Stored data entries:
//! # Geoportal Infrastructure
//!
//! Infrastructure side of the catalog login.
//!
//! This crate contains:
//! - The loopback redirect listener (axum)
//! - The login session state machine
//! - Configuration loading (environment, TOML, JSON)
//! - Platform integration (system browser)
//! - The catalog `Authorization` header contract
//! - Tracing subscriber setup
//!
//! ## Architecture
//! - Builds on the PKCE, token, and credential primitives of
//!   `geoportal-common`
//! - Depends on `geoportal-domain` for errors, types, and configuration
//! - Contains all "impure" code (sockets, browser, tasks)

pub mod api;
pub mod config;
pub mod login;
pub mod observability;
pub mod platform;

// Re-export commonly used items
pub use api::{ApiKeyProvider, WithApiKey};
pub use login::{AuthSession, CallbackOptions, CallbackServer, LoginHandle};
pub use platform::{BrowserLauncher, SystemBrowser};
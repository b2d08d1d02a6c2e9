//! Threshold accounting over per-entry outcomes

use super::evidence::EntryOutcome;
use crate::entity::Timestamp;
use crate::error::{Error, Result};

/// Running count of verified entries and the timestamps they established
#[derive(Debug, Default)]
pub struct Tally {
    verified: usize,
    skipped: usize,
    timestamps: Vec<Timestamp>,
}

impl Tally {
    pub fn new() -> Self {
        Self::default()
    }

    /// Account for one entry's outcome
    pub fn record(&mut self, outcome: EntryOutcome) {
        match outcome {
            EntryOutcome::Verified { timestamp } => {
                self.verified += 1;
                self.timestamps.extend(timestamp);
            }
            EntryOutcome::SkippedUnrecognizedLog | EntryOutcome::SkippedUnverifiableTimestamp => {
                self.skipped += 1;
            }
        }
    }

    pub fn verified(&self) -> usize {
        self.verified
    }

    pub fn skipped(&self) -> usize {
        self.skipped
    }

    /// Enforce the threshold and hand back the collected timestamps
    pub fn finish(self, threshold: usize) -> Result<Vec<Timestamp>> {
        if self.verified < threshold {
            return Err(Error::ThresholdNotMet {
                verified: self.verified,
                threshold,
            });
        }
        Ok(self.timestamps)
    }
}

---

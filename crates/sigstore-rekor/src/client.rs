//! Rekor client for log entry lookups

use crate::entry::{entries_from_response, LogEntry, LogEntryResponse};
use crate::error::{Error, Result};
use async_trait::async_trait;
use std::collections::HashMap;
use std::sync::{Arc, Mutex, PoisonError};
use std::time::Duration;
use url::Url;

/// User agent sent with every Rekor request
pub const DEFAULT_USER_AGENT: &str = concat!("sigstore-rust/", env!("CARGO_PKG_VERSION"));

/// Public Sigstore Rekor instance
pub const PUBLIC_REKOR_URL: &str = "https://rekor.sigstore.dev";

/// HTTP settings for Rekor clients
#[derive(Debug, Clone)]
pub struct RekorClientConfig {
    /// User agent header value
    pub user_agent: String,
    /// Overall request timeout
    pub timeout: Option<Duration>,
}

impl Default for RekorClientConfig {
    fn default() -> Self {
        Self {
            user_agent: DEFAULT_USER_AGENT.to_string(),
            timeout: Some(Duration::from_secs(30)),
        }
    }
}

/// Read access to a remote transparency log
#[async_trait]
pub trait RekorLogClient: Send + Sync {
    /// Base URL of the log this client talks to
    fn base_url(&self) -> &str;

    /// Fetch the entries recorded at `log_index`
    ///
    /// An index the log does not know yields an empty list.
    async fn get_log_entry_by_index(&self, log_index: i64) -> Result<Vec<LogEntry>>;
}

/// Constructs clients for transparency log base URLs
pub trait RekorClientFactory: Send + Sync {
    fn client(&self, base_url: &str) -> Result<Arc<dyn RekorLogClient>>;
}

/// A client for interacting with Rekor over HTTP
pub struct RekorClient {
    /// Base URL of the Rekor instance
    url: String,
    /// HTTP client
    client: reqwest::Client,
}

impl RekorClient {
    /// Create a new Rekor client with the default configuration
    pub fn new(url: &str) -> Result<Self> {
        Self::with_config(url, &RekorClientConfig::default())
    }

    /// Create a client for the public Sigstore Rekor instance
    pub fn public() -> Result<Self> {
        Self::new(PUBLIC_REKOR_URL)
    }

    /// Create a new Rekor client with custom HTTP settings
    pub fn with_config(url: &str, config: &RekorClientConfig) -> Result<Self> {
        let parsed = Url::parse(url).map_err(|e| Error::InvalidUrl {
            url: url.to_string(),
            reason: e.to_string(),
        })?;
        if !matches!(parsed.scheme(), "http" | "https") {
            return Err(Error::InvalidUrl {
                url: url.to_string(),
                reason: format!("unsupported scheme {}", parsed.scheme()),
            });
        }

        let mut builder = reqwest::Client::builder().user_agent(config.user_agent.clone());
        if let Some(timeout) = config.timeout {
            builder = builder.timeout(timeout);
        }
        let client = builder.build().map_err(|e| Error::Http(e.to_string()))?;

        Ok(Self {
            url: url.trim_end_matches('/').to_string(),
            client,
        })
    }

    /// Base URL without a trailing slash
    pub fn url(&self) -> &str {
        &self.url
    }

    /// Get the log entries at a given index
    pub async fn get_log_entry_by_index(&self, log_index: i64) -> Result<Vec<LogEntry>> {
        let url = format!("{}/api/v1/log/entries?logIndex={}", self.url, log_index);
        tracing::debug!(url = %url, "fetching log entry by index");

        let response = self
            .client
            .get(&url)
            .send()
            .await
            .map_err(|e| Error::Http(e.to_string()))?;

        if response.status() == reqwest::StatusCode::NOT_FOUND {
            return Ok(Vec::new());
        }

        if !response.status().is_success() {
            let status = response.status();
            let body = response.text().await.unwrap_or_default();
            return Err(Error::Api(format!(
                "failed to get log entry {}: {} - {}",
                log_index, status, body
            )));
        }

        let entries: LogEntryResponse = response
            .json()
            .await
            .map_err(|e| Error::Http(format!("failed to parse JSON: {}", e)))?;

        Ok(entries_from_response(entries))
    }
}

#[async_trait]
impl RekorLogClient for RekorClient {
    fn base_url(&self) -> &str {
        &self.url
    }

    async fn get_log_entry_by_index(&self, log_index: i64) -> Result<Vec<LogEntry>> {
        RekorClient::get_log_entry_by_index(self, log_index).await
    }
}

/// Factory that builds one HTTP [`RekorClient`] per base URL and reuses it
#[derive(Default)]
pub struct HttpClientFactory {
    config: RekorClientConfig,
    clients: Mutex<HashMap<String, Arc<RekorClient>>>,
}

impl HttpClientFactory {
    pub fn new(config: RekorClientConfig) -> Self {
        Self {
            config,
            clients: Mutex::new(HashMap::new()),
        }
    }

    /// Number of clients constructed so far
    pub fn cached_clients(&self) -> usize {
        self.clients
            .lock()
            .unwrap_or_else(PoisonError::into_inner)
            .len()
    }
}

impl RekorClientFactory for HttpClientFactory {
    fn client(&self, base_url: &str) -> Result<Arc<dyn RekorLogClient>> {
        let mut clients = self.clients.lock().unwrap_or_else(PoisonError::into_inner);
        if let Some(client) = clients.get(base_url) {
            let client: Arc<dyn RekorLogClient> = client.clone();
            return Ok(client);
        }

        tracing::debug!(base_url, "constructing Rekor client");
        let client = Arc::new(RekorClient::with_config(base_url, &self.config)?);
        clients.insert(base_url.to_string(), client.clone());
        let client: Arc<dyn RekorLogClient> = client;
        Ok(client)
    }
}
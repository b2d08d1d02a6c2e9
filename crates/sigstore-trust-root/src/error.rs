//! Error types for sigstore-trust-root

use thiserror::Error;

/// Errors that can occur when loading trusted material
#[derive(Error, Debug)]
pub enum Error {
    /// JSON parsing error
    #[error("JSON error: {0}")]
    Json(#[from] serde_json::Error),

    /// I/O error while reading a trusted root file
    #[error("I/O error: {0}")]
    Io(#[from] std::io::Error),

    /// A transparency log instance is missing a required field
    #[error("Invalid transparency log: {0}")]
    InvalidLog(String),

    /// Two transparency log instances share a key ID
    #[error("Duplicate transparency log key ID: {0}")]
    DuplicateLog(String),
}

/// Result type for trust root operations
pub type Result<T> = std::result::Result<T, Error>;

What to produce — Copy the entries above exactly, but only from the line holding "-> Result<Arc<dyn RekorLogClient>>;" through the line holding "let status = response.status();", both included.

Result of the exercise —
    fn client(&self, base_url: &str) -> Result<Arc<dyn RekorLogClient>>;
}

/// A client for interacting with Rekor over HTTP
pub struct RekorClient {
    /// Base URL of the Rekor instance
    url: String,
    /// HTTP client
    client: reqwest::Client,
}

impl RekorClient {
    /// Create a new Rekor client with the default configuration
    pub fn new(url: &str) -> Result<Self> {
        Self::with_config(url, &RekorClientConfig::default())
    }

    /// Create a client for the public Sigstore Rekor instance
    pub fn public() -> Result<Self> {
        Self::new(PUBLIC_REKOR_URL)
    }

    /// Create a new Rekor client with custom HTTP settings
    pub fn with_config(url: &str, config: &RekorClientConfig) -> Result<Self> {
        let parsed = Url::parse(url).map_err(|e| Error::InvalidUrl {
            url: url.to_string(),
            reason: e.to_string(),
        })?;
        if !matches!(parsed.scheme(), "http" | "https") {
            return Err(Error::InvalidUrl {
                url: url.to_string(),
                reason: format!("unsupported scheme {}", parsed.scheme()),
            });
        }

        let mut builder = reqwest::Client::builder().user_agent(config.user_agent.clone());
        if let Some(timeout) = config.timeout {
            builder = builder.timeout(timeout);
        }
        let client = builder.build().map_err(|e| Error::Http(e.to_string()))?;

        Ok(Self {
            url: url.trim_end_matches('/').to_string(),
            client,
        })
    }

    /// Base URL without a trailing slash
    pub fn url(&self) -> &str {
        &self.url
    }

    /// Get the log entries at a given index
    pub async fn get_log_entry_by_index(&self, log_index: i64) -> Result<Vec<LogEntry>> {
        let url = format!("{}/api/v1/log/entries?logIndex={}", self.url, log_index);
        tracing::debug!(url = %url, "fetching log entry by index");

        let response = self
            .client
            .get(&url)
            .send()
            .await
            .map_err(|e| Error::Http(e.to_string()))?;

        if response.status() == reqwest::StatusCode::NOT_FOUND {
            return Ok(Vec::new());
        }

        if !response.status().is_success() {
            let status = response.status();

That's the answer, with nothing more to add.